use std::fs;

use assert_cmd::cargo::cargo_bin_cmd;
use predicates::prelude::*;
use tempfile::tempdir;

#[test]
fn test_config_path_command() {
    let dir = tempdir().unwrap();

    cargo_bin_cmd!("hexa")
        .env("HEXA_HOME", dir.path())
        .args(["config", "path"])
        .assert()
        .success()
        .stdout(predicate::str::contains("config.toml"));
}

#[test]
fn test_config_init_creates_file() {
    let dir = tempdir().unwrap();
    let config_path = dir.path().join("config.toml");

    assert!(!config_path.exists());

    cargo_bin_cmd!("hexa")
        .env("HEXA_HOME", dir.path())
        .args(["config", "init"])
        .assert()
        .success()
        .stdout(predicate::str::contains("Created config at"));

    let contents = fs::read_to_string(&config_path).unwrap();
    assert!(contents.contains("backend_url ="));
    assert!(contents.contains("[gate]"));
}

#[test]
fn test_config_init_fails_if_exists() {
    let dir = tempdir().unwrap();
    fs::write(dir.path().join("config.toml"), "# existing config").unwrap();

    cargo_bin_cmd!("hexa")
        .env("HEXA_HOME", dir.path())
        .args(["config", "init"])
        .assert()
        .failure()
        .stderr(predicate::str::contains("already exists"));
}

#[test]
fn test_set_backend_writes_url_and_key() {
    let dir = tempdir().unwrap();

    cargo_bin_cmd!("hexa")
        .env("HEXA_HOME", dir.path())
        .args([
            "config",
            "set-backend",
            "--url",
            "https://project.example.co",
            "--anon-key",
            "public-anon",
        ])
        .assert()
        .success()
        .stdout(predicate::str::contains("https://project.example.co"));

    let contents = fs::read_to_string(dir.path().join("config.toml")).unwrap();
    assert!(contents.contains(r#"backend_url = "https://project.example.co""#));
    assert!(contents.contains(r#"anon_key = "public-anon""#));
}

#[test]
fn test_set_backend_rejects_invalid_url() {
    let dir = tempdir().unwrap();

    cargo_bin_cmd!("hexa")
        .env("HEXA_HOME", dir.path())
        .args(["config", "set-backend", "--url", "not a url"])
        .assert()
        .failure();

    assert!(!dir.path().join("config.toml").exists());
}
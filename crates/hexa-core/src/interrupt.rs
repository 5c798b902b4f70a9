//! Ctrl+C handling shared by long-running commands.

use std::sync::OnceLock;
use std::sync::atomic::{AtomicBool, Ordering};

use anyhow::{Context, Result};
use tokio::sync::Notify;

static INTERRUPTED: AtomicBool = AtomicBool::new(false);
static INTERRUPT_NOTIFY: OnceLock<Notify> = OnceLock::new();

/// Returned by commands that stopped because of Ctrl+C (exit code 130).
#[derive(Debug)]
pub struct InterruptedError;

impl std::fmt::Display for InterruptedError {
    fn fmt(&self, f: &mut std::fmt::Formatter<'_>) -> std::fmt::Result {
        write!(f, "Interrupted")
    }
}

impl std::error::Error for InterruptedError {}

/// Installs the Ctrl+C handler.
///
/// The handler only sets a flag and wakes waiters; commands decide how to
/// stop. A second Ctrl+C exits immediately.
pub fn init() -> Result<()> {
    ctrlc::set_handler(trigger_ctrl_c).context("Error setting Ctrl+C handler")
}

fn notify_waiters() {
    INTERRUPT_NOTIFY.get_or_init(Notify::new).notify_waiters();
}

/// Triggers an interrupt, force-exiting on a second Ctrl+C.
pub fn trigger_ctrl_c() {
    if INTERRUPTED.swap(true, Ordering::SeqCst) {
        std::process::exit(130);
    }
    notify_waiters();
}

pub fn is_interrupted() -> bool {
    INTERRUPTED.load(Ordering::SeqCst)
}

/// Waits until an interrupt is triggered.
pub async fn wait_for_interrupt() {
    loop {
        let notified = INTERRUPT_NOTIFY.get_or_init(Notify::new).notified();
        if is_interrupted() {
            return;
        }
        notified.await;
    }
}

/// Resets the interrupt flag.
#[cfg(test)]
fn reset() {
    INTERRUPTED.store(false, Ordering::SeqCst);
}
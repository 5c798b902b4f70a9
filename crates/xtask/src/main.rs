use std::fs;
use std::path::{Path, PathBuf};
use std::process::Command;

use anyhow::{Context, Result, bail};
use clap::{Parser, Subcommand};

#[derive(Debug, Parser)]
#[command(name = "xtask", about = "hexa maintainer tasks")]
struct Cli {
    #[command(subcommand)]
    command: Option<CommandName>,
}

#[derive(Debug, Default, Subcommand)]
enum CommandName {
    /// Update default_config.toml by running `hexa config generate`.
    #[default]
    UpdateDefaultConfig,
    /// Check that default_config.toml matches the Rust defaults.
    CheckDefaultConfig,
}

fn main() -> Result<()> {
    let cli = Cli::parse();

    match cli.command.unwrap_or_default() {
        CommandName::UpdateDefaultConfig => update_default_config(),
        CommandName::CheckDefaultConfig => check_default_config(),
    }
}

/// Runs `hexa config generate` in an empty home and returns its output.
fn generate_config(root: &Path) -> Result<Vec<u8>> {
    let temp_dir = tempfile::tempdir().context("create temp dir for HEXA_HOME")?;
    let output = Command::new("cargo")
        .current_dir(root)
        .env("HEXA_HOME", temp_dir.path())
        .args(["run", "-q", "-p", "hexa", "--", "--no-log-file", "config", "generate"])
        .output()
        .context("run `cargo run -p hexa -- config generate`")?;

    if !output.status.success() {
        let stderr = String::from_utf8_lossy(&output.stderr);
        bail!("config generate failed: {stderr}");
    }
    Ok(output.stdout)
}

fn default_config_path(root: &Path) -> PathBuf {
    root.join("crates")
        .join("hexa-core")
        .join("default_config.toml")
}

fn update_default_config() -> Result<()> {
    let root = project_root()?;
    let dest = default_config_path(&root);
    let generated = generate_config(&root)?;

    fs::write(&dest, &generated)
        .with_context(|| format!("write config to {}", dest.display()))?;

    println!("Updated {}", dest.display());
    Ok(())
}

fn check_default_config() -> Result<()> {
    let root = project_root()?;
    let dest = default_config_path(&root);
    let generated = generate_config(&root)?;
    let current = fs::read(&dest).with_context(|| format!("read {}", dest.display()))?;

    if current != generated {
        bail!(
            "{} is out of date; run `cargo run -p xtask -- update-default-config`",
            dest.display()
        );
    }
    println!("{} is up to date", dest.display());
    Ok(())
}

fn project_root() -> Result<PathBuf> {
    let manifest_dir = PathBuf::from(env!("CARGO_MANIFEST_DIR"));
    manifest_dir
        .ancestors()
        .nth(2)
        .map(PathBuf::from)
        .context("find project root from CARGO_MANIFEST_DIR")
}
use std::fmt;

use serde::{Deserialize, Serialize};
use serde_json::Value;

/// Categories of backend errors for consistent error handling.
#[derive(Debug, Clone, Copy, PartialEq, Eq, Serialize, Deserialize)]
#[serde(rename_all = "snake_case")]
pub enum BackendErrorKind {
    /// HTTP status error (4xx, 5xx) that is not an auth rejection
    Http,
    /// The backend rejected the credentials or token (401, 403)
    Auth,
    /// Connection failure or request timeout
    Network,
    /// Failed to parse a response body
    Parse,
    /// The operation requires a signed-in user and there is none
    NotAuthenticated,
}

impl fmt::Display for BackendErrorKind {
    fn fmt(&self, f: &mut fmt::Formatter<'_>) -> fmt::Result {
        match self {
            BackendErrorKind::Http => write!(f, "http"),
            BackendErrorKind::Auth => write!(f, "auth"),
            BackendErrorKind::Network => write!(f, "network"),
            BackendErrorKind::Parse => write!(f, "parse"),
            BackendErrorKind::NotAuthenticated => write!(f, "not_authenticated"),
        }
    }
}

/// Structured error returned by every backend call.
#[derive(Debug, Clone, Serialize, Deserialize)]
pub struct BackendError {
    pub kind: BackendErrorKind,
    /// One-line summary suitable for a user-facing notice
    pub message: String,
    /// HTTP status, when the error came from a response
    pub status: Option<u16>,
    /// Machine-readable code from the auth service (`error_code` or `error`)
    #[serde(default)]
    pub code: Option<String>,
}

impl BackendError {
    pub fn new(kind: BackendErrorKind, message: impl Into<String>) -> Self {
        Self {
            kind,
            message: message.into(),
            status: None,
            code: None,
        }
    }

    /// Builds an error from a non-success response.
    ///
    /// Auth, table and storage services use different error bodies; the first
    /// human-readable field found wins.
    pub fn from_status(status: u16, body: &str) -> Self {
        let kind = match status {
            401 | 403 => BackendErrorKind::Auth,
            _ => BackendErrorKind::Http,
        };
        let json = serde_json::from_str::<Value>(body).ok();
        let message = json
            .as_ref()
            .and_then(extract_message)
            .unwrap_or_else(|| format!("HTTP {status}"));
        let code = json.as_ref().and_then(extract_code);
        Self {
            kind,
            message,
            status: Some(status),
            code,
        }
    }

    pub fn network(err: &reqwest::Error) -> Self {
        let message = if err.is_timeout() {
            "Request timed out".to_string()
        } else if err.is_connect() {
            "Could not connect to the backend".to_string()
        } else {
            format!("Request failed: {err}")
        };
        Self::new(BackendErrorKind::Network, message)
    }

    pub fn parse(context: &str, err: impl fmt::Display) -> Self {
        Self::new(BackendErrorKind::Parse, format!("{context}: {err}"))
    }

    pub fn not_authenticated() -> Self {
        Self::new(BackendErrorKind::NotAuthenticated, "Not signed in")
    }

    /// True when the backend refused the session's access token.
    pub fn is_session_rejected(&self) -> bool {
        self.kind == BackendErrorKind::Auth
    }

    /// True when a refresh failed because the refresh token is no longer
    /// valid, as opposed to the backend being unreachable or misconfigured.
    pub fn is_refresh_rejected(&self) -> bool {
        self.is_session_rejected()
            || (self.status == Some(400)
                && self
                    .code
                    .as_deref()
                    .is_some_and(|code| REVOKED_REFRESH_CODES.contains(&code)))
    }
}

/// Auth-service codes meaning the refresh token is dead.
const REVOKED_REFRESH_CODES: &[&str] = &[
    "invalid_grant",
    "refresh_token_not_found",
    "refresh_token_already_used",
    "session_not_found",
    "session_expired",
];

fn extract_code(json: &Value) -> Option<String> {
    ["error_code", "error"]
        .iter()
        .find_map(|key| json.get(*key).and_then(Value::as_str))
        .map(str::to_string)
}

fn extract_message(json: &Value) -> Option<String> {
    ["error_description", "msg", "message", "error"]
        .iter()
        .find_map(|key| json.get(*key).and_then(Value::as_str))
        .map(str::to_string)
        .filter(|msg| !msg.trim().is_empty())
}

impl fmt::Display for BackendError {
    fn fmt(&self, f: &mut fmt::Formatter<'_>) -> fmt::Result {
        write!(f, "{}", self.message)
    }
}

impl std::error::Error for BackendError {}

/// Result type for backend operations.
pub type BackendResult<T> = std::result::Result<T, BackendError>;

* [WORK TASK]: Report every line containing the word "derive" from the listing above.

* [TASK ANSWER]:
#[derive(Debug)]
#[derive(Debug, Parser)]
#[derive(Debug, Default, Subcommand)]
#[derive(Debug, Clone, Copy, PartialEq, Eq, Serialize, Deserialize)]
#[derive(Debug, Clone, Serialize, Deserialize)]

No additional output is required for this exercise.